# Bow Fishing Guide



## 6Mile (Dec 17, 2005)

Looking for a guide to take me and my 17 yr old son out for his birthday. We have never bow fished at all so would need equipment too. Any recommendations would be appreciated.


----------



## texas two guns (Jan 23, 2006)

Mark Malfa is out of Houston. http://bigfishbowfishingtexas.com/


----------



## sotexhookset (Jun 4, 2011)

I think 2cools own NanuNanu is now guiding trips. Pm "SharkBait" and ask what ramps he bowfishes out of.


----------



## EdelOutdoors (Apr 18, 2016)

Just depends when you want to go and where. Jason Gibson with Bullseye Guide Service, is a bow guide up near the Fort Worth area.


----------



## jtbowfisher (Dec 12, 2008)

Matt Hendrickson Texasbowfishingtrips.com 830-998-1547. I have bowfished many tournaments, beat many of guides. If I had to pay for a guide it would be Matt.


----------



## texas two guns (Jan 23, 2006)

Been a while though hasn't it JT?


----------



## Blake0311 (Jun 9, 2015)

Second Mark Malfa. He can get you on whatever you want, whether it be a huge gator gar, numbers of gar, large buffalo, you name it.


----------



## extremebowfishing (Jun 27, 2016)

Www.Extremebowfishing.com I might be a little bias.

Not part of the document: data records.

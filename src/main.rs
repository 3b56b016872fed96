//! promptd - prompt specification pipeline
//!
//! CLI entry point: one-shot discover/validate/generate/render commands and the
//! long-running watch mode.

use std::fs;
use std::path::{Path, PathBuf};
use std::sync::Arc;
use std::time::Instant;

use clap::Parser;
use eyre::{Context, Result};
use serde_json::json;
use tokio::sync::mpsc;
use tracing::{info, warn};

use promptd::artifact::{ArtifactGenerator, InMemoryRegistrar, generation_issue};
use promptd::audit::{AuditEvent, AuditEventType, AuditSink, record_result, sink_from_config};
use promptd::cli::{Cli, Command, OutputFormat, params_to_map};
use promptd::config::Config;
use promptd::error::{FailureCategory, IndexError};
use promptd::index::{DiscoveryResult, ReprocessOutcome, SpecIndex, discover_files};
use promptd::report::{CommandReport, Status};
use promptd::spec::{DocumentScope, SpecLoader};
use promptd::template::resource_limit;
use promptd::validation::{IssueKind, Layer, Location, Validated, ValidationIssue, Validator, load_failure};
use promptd::watcher::ChangeWatcher;

fn setup_logging(verbose: bool) -> Result<()> {
    // Create log directory
    let log_dir = dirs::data_local_dir()
        .unwrap_or_else(|| PathBuf::from("."))
        .join("promptd")
        .join("logs");

    fs::create_dir_all(&log_dir).context("Failed to create log directory")?;

    // Write to the log file; stdout carries command reports
    let level = if verbose { tracing::Level::DEBUG } else { tracing::Level::INFO };
    let log_file = fs::File::create(log_dir.join("promptd.log")).context("Failed to create log file")?;

    tracing_subscriber::fmt()
        .with_writer(log_file)
        .with_ansi(false)
        .with_env_filter(tracing_subscriber::EnvFilter::from_default_env().add_directive(level.into()))
        .init();

    info!("Logging initialized (verbose: {})", verbose);
    Ok(())
}

#[tokio::main]
async fn main() -> Result<()> {
    let cli = Cli::parse();

    setup_logging(cli.verbose).context("Failed to setup logging")?;

    let config = Config::load(cli.config.as_ref()).context("Failed to load configuration")?;
    info!(roots = ?config.discovery.expanded_paths(), "promptd loaded config");

    let started = Instant::now();
    let report = match cli.command {
        Command::Discover { paths } => cmd_discover(&config, paths),
        Command::Validate { path } => cmd_validate(&config, &path),
        Command::Generate { path } => cmd_generate(&config, &path),
        Command::List => cmd_list(&config),
        Command::Render { id, params } => cmd_render(&config, &id, params_to_map(params)),
        Command::Watch => cmd_watch(&config, cli.format).await?,
    };
    let report = report.finish(started.elapsed());

    println!("{}", report.render(cli.format));
    let code = report.exit_code();
    if code != 0 {
        std::process::exit(code);
    }
    Ok(())
}

fn build_index(config: &Config) -> SpecIndex {
    SpecIndex::new(config, sink_from_config(&config.audit), Arc::new(InMemoryRegistrar::new()))
}

fn discovery_report(command: &str, result: &DiscoveryResult) -> CommandReport {
    let mut report = CommandReport::new(command);
    for failure in result.failed.values() {
        report.absorb(failure);
    }
    report.warnings.extend(result.diagnostics.iter().cloned());
    report
}

fn cmd_discover(config: &Config, paths: Vec<PathBuf>) -> CommandReport {
    let index = build_index(config);
    let result = if paths.is_empty() { index.rescan() } else { index.scan(&paths) };
    let failed: Vec<String> = result.failed.keys().map(|p| p.display().to_string()).collect();
    discovery_report("discover", &result).with_data(json!({
        "loaded": result.loaded,
        "failed": failed,
    }))
}

fn cmd_list(config: &Config) -> CommandReport {
    let index = build_index(config);
    let result = index.rescan();
    let snapshot = index.snapshot();
    let mut rows = Vec::new();
    for id in index.ids() {
        if let Some(entry) = snapshot.get(&id) {
            let state = match (entry.is_serving(), entry.result.passed()) {
                (true, true) => "ok",
                (true, false) => "stale",
                (false, _) => "invalid",
            };
            rows.push(format!("{id} [{state}] {}", entry.path.display()));
        }
    }
    let mut report = discovery_report("list", &result);
    // Listing succeeds even when some specifications are broken
    report.status = Status::Ok;
    report.category = None;
    report.with_data(json!({ "specifications": rows }))
}

/// Documents a single-file command can resolve `extends` against
fn build_scope(config: &Config, loader: &SpecLoader, path: &Path) -> DocumentScope {
    let mut roots = config.discovery.expanded_paths();
    if let Some(parent) = path.parent().filter(|p| !p.as_os_str().is_empty()) {
        roots.push(parent.to_path_buf());
    }
    let mut scope = DocumentScope::new();
    for file in discover_files(&roots, &config.discovery) {
        if file.path == path {
            continue;
        }
        match loader.load(&file.path) {
            Ok(doc) => scope.insert(Arc::new(doc)),
            Err(e) => warn!(path = ?file.path, error = %e, "Skipping unloadable specification in scope"),
        }
    }
    scope
}

fn validate_path(config: &Config, audit: &dyn AuditSink, path: &Path, report: &mut CommandReport) -> Option<Validated> {
    let loader = SpecLoader::new(config.validation.include_depth);
    let doc = match loader.load(path) {
        Ok(doc) => doc,
        Err(e) => {
            let result = load_failure(&e);
            record_result(audit, &result);
            report.absorb(&result);
            return None;
        }
    };
    let scope = build_scope(config, &loader, path);
    let (result, validated) = Validator::from_config(config).validate(&doc, &scope);
    record_result(audit, &result);
    report.absorb(&result);
    report.data = json!({
        "id": result.id,
        "path": path,
        "layers": result.layers,
    });
    validated
}

fn cmd_validate(config: &Config, path: &Path) -> CommandReport {
    let mut report = CommandReport::new("validate");
    let audit = sink_from_config(&config.audit);
    validate_path(config, audit.as_ref(), path, &mut report);
    report
}

fn cmd_generate(config: &Config, path: &Path) -> CommandReport {
    let mut report = CommandReport::new("generate");
    let audit = sink_from_config(&config.audit);
    let Some(validated) = validate_path(config, audit.as_ref(), path, &mut report) else {
        return report;
    };
    let id = validated.spec.id.clone();
    let generator = ArtifactGenerator::new(config.cache.expanded_dir(), config.limits.render_limits());
    match generator.generate(&validated) {
        Ok(artifact) => {
            audit.record(AuditEvent::new(
                AuditEventType::ArtifactGenerated,
                id.as_str(),
                "ok",
                json!({ "content_hash": artifact.content_hash, "path": path }),
            ));
            report.data = json!({
                "id": artifact.id,
                "content_hash": artifact.content_hash,
                "artifact": generator.artifact_path(&artifact.id),
                "generated_at": artifact.generated_at.to_rfc3339(),
            });
        }
        Err(e) => {
            audit.record(AuditEvent::new(
                AuditEventType::GenerationFailed,
                id.as_str(),
                "failed",
                json!({ "error": e.to_string() }),
            ));
            let issue = generation_issue(&e);
            report.fail(issue.category());
            report.errors.push(issue);
        }
    }
    report
}

fn cmd_render(config: &Config, id: &str, values: serde_json::Map<String, serde_json::Value>) -> CommandReport {
    let index = build_index(config);
    index.rescan();
    let mut report = CommandReport::new("render");
    match index.render(id, values) {
        Ok(output) => report.with_data(json!(output)),
        Err(e) => {
            let (layer, kind, category) = classify_index_error(&e);
            report.errors.push(ValidationIssue::error(layer, kind, e.to_string(), Location::default()));
            report.fail(category);
            if let Some(result) = index.latest_result(id) {
                report.warnings.extend(result.errors);
            }
            report
        }
    }
}

fn classify_index_error(e: &IndexError) -> (Layer, IssueKind, FailureCategory) {
    match e {
        IndexError::NotFound(_) => (Layer::Parse, IssueKind::NotFound, FailureCategory::Other),
        IndexError::NoArtifact(_) => (Layer::Generation, IssueKind::GenerationError, FailureCategory::Validation),
        IndexError::Context(_) => (Layer::Semantic, IssueKind::SemanticError, FailureCategory::Validation),
        IndexError::Render(err) if resource_limit(err).is_some() => (
            Layer::Security,
            IssueKind::ResourceLimitExceeded,
            FailureCategory::Security,
        ),
        IndexError::Render(_) => (Layer::Generation, IssueKind::GenerationError, FailureCategory::Generation),
    }
}

async fn cmd_watch(config: &Config, format: OutputFormat) -> Result<CommandReport> {
    let index = Arc::new(build_index(config));
    let initial = index.rescan();
    println!("{}", discovery_report("discover", &initial).render(format));

    let (reports_tx, mut reports_rx) = mpsc::channel(64);
    let mut watcher = ChangeWatcher::new(index.clone(), &config.watcher).with_reports(reports_tx);
    watcher.watch_roots(&index.roots()).context("Failed to start watcher")?;

    let (shutdown_tx, shutdown_rx) = mpsc::channel::<()>(1);
    let watcher_handle = tokio::spawn(async move {
        if let Err(e) = watcher.run(shutdown_rx).await {
            tracing::error!(error = %e, "ChangeWatcher error");
        }
    });
    info!("Watching. Press Ctrl+C to stop.");

    let mut cycles = 0usize;
    loop {
        tokio::select! {
            Some(event) = reports_rx.recv() => {
                let mut report = CommandReport::new("reload");
                match &event.outcome {
                    ReprocessOutcome::Updated { result, .. } | ReprocessOutcome::Failed { result, .. } => report.absorb(result),
                    ReprocessOutcome::Unchanged { .. } | ReprocessOutcome::Stale { .. } | ReprocessOutcome::Ignored { .. } => continue,
                    _ => {}
                }
                cycles += 1;
                report.data = json!({ "path": event.path, "id": event.outcome.id() });
                println!("{}", report.render(format));
            }
            _ = tokio::signal::ctrl_c() => {
                warn!("Interrupt received");
                let _ = shutdown_tx.send(()).await;
                break;
            }
        }
    }
    watcher_handle.await.context("Watcher task panicked")?;

    Ok(CommandReport::new("watch").with_data(json!({ "cycles": cycles, "indexed": index.len() })))
}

Sent from my iPhone using Tapatalk


----------



## stbpope (Feb 4, 2020)

*New Orleans Bow Fishing*

Check these guys out they are a lot of fun 
http://www.nola-bowfishing.com


----------



## GigUm (Jun 20, 2018)

Capt. Mark Malfa will put you on a good time. He's well known for hauling in some big fish: https://outriggeroutdoors.com/blogs...e-time-bowfishing?_pos=2&_sid=acffb164c&_ss=r


----------